8. The morcellation technique has pros and cons to consider.
One of the processes that may be used during a minimally invasive hysterectomy is called morcellation. This procedure cuts the uterus into small sections for removal. Recently, morcellation came under fire because of evidence that it might spread cancer cells throughout the body. And, according to the Washington Post, one manufacturer recalled their devices as a result.
What you need to know is that morcellation does not cause cancer. Instead, for people with certain types of (rare) cancer, morcellation may spread their disease. However, one report found that a mere 27 out of 10,000 women were at risk of having cancer spread by morcellation. Just make sure you understand the risks and the benefits before agreeing to morcellation during your hysterectomy.
9. Hysterectomy can be used as a preventative measure.
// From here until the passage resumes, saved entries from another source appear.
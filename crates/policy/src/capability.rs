use serde::{Deserialize, Serialize};
use std::collections::BTreeMap;
use std::fmt;

/// Actions every registered resource type gets by default.
pub const DEFAULT_ACTIONS: [&str; 4] = ["add", "change", "delete", "view"];

/// An atomic permission token, e.g. `publish_article`.
#[derive(Debug, Clone, PartialEq, Eq, PartialOrd, Ord, Hash, Serialize, Deserialize)]
#[serde(transparent)]
pub struct Capability(String);

impl Capability {
    pub fn new(token: impl Into<String>) -> Self {
        Self(token.into())
    }

    /// Token for a default action on a resource type, e.g. `change_article`.
    pub fn action(action: &str, resource: &str) -> Self {
        Self(format!("{action}_{resource}"))
    }

    pub fn as_str(&self) -> &str {
        &self.0
    }
}

impl fmt::Display for Capability {
    fn fmt(&self, f: &mut fmt::Formatter<'_>) -> fmt::Result {
        f.write_str(&self.0)
    }
}

impl From<&str> for Capability {
    fn from(token: &str) -> Self {
        Self::new(token)
    }
}

impl From<String> for Capability {
    fn from(token: String) -> Self {
        Self(token)
    }
}

/// A catalog entry: the capability plus the resource type it is scoped to.
#[derive(Debug, Clone, PartialEq, Eq, Serialize, Deserialize)]
pub struct CapabilityEntry {
    pub capability: Capability,
    pub resource: String,
    pub description: String,
}

/// Every capability known to the system.
#[derive(Debug, Clone, Default)]
pub struct Catalog {
    entries: BTreeMap<Capability, CapabilityEntry>,
}

impl Catalog {
    pub fn new() -> Self {
        Self::default()
    }

    /// Catalog of the content site: users, groups, profiles and articles.
    pub fn site_default() -> Self {
        crate::Bootstrap::site_default().catalog()
    }

    /// Register a resource type with the default add/change/delete/view actions.
    pub fn register_resource(&mut self, resource: &str) {
        for action in DEFAULT_ACTIONS {
            let capability = Capability::action(action, resource);
            let description = format!("Can {action} {resource}");
            self.insert(capability, resource, description);
        }
    }

    /// Register a capability that is not one of the default actions.
    pub fn register_custom(
        &mut self,
        resource: &str,
        token: impl Into<Capability>,
        description: impl Into<String>,
    ) {
        self.insert(token.into(), resource, description.into());
    }

    fn insert(&mut self, capability: Capability, resource: &str, description: String) {
        // First registration wins: capabilities are immutable once defined.
        self.entries
            .entry(capability.clone())
            .or_insert_with(|| CapabilityEntry {
                capability,
                resource: resource.to_string(),
                description,
            });
    }

    pub fn contains(&self, capability: &Capability) -> bool {
        self.entries.contains_key(capability)
    }

    pub fn get(&self, capability: &Capability) -> Option<&CapabilityEntry> {
        self.entries.get(capability)
    }

    /// Whether any capability is scoped to the resource type.
    pub fn has_resource(&self, resource: &str) -> bool {
        self.entries.values().any(|e| e.resource == resource)
    }

    /// Capabilities scoped to the resource type.
    pub fn for_resource<'a>(&'a self, resource: &'a str) -> impl Iterator<Item = &'a Capability> {
        self.entries
            .values()
            .filter(move |e| e.resource == resource)
            .map(|e| &e.capability)
    }

    pub fn capabilities(&self) -> impl Iterator<Item = &Capability> {
        self.entries.keys()
    }

    pub fn entries(&self) -> impl Iterator<Item = &CapabilityEntry> {
        self.entries.values()
    }

    pub fn len(&self) -> usize {
        self.entries.len()
    }

    pub fn is_empty(&self) -> bool {
        self.entries.is_empty()
    }
}

impl FromIterator<CapabilityEntry> for Catalog {
    fn from_iter<I: IntoIterator<Item = CapabilityEntry>>(iter: I) -> Self {
        let mut catalog = Self::new();
        catalog.extend(iter);
        catalog
    }
}

impl Extend<CapabilityEntry> for Catalog {
    fn extend<I: IntoIterator<Item = CapabilityEntry>>(&mut self, iter: I) {
        for entry in iter {
            self.insert(entry.capability, &entry.resource, entry.description);
        }
    }
}

#[cfg(test)]
mod tests {
    use super::*;

    #[test]
    fn test_register_resource_adds_default_actions() {
        let mut catalog = Catalog::new();
        catalog.register_resource("article");

        assert_eq!(catalog.len(), 4);
        assert!(catalog.contains(&"add_article".into()));
        assert!(catalog.contains(&"view_article".into()));
        assert_eq!(catalog.for_resource("article").count(), 4);
    }

    #[test]
    fn test_first_registration_wins() {
        let mut catalog = Catalog::new();
        catalog.register_custom("article", "publish_article", "first");
        catalog.register_custom("profile", "publish_article", "second");

        let entry = catalog.get(&"publish_article".into()).unwrap();
        assert_eq!(entry.resource, "article");
        assert_eq!(entry.description, "first");
    }

    #[test]
    fn test_site_default() {
        let catalog = Catalog::site_default();
        assert!(catalog.contains(&"delete_profile".into()));
        assert!(catalog.contains(&"publish_article".into()));
        assert!(catalog.has_resource("group"));
        assert!(!catalog.has_resource("comment"));
        // 4 resources x 4 actions + 6 custom
        assert_eq!(catalog.len(), 22);
    }
}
At times, a hysterectomy can serve as a preventative measure for women at risk of developing ovarian cancer. In particular, women who have the BRCA1 or BRCA2 gene defects have a 45 to 65 percent risk of developing ovarian cancer, according to the National Cancer Institute. For these women, a hysterectomy involved the removal of the ovaries is often chosen as a preventative measure and can reduce the risk of dying from ovarian cancer by 80 percent.
10. Expect to undergo psychological as well as physical healing after a hysterectomy.
A hysterectomy will come with psychological healing as well as physical healing. It is normal to feel sad after the surgery. However, more severe sadness may be a sign of postoperative depression and require professional help. Seek assistance with insomnia, feelings of hopelessness, and loss of appetite.
“I have to come to terms with the reality that I can no longer have children,” says Schwartz. For her, the hysterectomy was an emotionally painful experience. “How you recover and how you feel after hysterectomy is a unique process and of course each woman is different,” she says.